- _PROVIDED RECORDS_:
- - - -

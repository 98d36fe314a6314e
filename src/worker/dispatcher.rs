use bytes::Bytes;
use futures::future::BoxFuture;
use std::collections::HashMap;
use std::future::Future;
use std::sync::Arc;
use tokio::sync::mpsc;
use tracing::{debug, info, warn};

use crate::error::FeedResult;
use crate::http::{Request, Response};
use crate::notify::{ClickOutcome, Notification};
use crate::sync::{ReplayReport, SyncRegistry};

/// Worker events
#[derive(Debug)]
pub enum Event {
  /// Populate the static partition
  Install,
  /// Drop caches of earlier generations
  Activate,
  /// An intercepted request
  Fetch(Request),
  /// A background-sync registration fired
  Sync { tag: String },
  /// A push delivery, with its raw payload if any
  Push { payload: Option<Bytes> },
  NotificationClick {
    notification: Notification,
    action: Option<String>,
  },
  NotificationClose { notification: Notification },
}

#[derive(Debug, Clone, Copy, PartialEq, Eq, Hash)]
pub enum EventKind {
  Install,
  Activate,
  Fetch,
  Sync,
  Push,
  NotificationClick,
  NotificationClose,
}

impl Event {
  pub fn kind(&self) -> EventKind {
    match self {
      Event::Install => EventKind::Install,
      Event::Activate => EventKind::Activate,
      Event::Fetch(_) => EventKind::Fetch,
      Event::Sync { .. } => EventKind::Sync,
      Event::Push { .. } => EventKind::Push,
      Event::NotificationClick { .. } => EventKind::NotificationClick,
      Event::NotificationClose { .. } => EventKind::NotificationClose,
    }
  }
}

/// What a handler resolved with
#[derive(Debug)]
pub enum EventOutcome {
  Done,
  /// Number of app-shell resources stored
  Installed(usize),
  /// Names of the caches removed
  Activated(Vec<String>),
  Response(Response),
  Synced(ReplayReport),
  Shown(Notification),
  Clicked(ClickOutcome),
  /// No handler registered for this kind
  Unhandled,
}

type Handler = Arc<dyn Fn(Event) -> BoxFuture<'static, FeedResult<EventOutcome>> + Send + Sync>;

/// Registration table from event kind to handler.
///
/// `dispatch` resolves only once the handler's future has finished.
#[derive(Default)]
pub struct Dispatcher {
  handlers: HashMap<EventKind, Handler>,
  registry: Option<SyncRegistry>,
}

impl Dispatcher {
  pub fn new() -> Self {
    Self::default()
  }

  /// Drop sync registrations whose handler succeeded
  pub fn with_sync_registry(mut self, registry: SyncRegistry) -> Self {
    self.registry = Some(registry);
    self
  }

  /// Register the handler for `kind`, replacing any earlier one.
  pub fn on<F, Fut>(&mut self, kind: EventKind, handler: F)
  where
    F: Fn(Event) -> Fut + Send + Sync + 'static,
    Fut: Future<Output = FeedResult<EventOutcome>> + Send + 'static,
  {
    let handler: Handler = Arc::new(move |event| -> BoxFuture<'static, FeedResult<EventOutcome>> {
      Box::pin(handler(event))
    });
    self.handlers.insert(kind, handler);
  }

  pub fn handles(&self, kind: EventKind) -> bool {
    self.handlers.contains_key(&kind)
  }

  pub async fn dispatch(&self, event: Event) -> FeedResult<EventOutcome> {
    let kind = event.kind();
    let Some(handler) = self.handlers.get(&kind).cloned() else {
      debug!(?kind, "No handler registered");
      return Ok(EventOutcome::Unhandled);
    };

    // Generation the handler is about to serve; a registration made while
    // it runs bumps it and stays pending.
    let sync_registration = match (&event, &self.registry) {
      (Event::Sync { tag }, Some(registry)) => registry
        .generation(tag)?
        .map(|generation| (tag.clone(), generation)),
      _ => None,
    };

    let outcome = handler(event).await?;

    if let (Some((tag, generation)), Some(registry)) = (sync_registration, &self.registry) {
      registry.complete(&tag, generation)?;
    }
    Ok(outcome)
  }
}

/// Channel-fed loop handling one event at a time, in arrival order.
pub struct EventLoop {
  rx: mpsc::UnboundedReceiver<Event>,
}

impl EventLoop {
  /// Create the loop and the sender producers use to feed it
  pub fn channel() -> (mpsc::UnboundedSender<Event>, Self) {
    let (tx, rx) = mpsc::unbounded_channel();
    (tx, Self { rx })
  }

  /// Receive the next event
  pub async fn next(&mut self) -> Option<Event> {
    self.rx.recv().await
  }

  /// Handle events until every sender is gone. Handler failures are logged;
  /// the loop keeps going.
  pub async fn run(mut self, dispatcher: Arc<Dispatcher>) {
    while let Some(event) = self.next().await {
      let kind = event.kind();
      match dispatcher.dispatch(event).await {
        Ok(EventOutcome::Synced(report)) => {
          info!(confirmed = report.confirmed, "Sync finished");
        }
        Ok(outcome) => debug!(?kind, ?outcome, "Event handled"),
        Err(e) => warn!(?kind, error = %e, "Event handler failed"),
      }
    }
  }
}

- - - -

- _YOUR ASSIGNMENT_:
Could you restate the listing above word for word?

- _COMPLETED EXERCISE_:
repository 98d36fe314a6314e
filename src/worker/dispatcher.rs
use bytes::Bytes;
use futures::future::BoxFuture;
use std::collections::HashMap;
use std::future::Future;
use std::sync::Arc;
use tokio::sync::mpsc;
use tracing::{debug, info, warn};

use crate::error::FeedResult;
use crate::http::{Request, Response};
use crate::notify::{ClickOutcome, Notification};
use crate::sync::{ReplayReport, SyncRegistry};

/// Worker events
#[derive(Debug)]
pub enum Event {
  /// Populate the static partition
  Install,
  /// Drop caches of earlier generations
  Activate,
  /// An intercepted request
  Fetch(Request),
  /// A background-sync registration fired
  Sync { tag: String },
  /// A push delivery, with its raw payload if any
  Push { payload: Option<Bytes> },
  NotificationClick {
    notification: Notification,
    action: Option<String>,
  },
  NotificationClose { notification: Notification },
}

#[derive(Debug, Clone, Copy, PartialEq, Eq, Hash)]
pub enum EventKind {
  Install,
  Activate,
  Fetch,
  Sync,
  Push,
  NotificationClick,
  NotificationClose,
}

impl Event {
  pub fn kind(&self) -> EventKind {
    match self {
      Event::Install => EventKind::Install,
      Event::Activate => EventKind::Activate,
      Event::Fetch(_) => EventKind::Fetch,
      Event::Sync { .. } => EventKind::Sync,
      Event::Push { .. } => EventKind::Push,
      Event::NotificationClick { .. } => EventKind::NotificationClick,
      Event::NotificationClose { .. } => EventKind::NotificationClose,
    }
  }
}

/// What a handler resolved with
#[derive(Debug)]
pub enum EventOutcome {
  Done,
  /// Number of app-shell resources stored
  Installed(usize),
  /// Names of the caches removed
  Activated(Vec<String>),
  Response(Response),
  Synced(ReplayReport),
  Shown(Notification),
  Clicked(ClickOutcome),
  /// No handler registered for this kind
  Unhandled,
}

type Handler = Arc<dyn Fn(Event) -> BoxFuture<'static, FeedResult<EventOutcome>> + Send + Sync>;

/// Registration table from event kind to handler.
///
/// `dispatch` resolves only once the handler's future has finished.
#[derive(Default)]
pub struct Dispatcher {
  handlers: HashMap<EventKind, Handler>,
  registry: Option<SyncRegistry>,
}

impl Dispatcher {
  pub fn new() -> Self {
    Self::default()
  }

  /// Drop sync registrations whose handler succeeded
  pub fn with_sync_registry(mut self, registry: SyncRegistry) -> Self {
    self.registry = Some(registry);
    self
  }

  /// Register the handler for `kind`, replacing any earlier one.
  pub fn on<F, Fut>(&mut self, kind: EventKind, handler: F)
  where
    F: Fn(Event) -> Fut + Send + Sync + 'static,
    Fut: Future<Output = FeedResult<EventOutcome>> + Send + 'static,
  {
    let handler: Handler = Arc::new(move |event| -> BoxFuture<'static, FeedResult<EventOutcome>> {
      Box::pin(handler(event))
    });
    self.handlers.insert(kind, handler);
  }

  pub fn handles(&self, kind: EventKind) -> bool {
    self.handlers.contains_key(&kind)
  }

  pub async fn dispatch(&self, event: Event) -> FeedResult<EventOutcome> {
    let kind = event.kind();
    let Some(handler) = self.handlers.get(&kind).cloned() else {
      debug!(?kind, "No handler registered");
      return Ok(EventOutcome::Unhandled);
    };

    // Generation the handler is about to serve; a registration made while
    // it runs bumps it and stays pending.
    let sync_registration = match (&event, &self.registry) {
      (Event::Sync { tag }, Some(registry)) => registry
        .generation(tag)?
        .map(|generation| (tag.clone(), generation)),
      _ => None,
    };

    let outcome = handler(event).await?;

    if let (Some((tag, generation)), Some(registry)) = (sync_registration, &self.registry) {
      registry.complete(&tag, generation)?;
    }
    Ok(outcome)
  }
}

/// Channel-fed loop handling one event at a time, in arrival order.
pub struct EventLoop {
  rx: mpsc::UnboundedReceiver<Event>,
}

impl EventLoop {
  /// Create the loop and the sender producers use to feed it
  pub fn channel() -> (mpsc::UnboundedSender<Event>, Self) {
    let (tx, rx) = mpsc::unbounded_channel();
    (tx, Self { rx })
  }

  /// Receive the next event
  pub async fn next(&mut self) -> Option<Event> {
    self.rx.recv().await
  }

  /// Handle events until every sender is gone. Handler failures are logged;
  /// the loop keeps going.
  pub async fn run(mut self, dispatcher: Arc<Dispatcher>) {
    while let Some(event) = self.next().await {
      let kind = event.kind();
      match dispatcher.dispatch(event).await {
        Ok(EventOutcome::Synced(report)) => {
          info!(confirmed = report.confirmed, "Sync finished");
        }
        Ok(outcome) => debug!(?kind, ?outcome, "Event handled"),
        Err(e) => warn!(?kind, error = %e, "Event handler failed"),
      }
    }
  }
}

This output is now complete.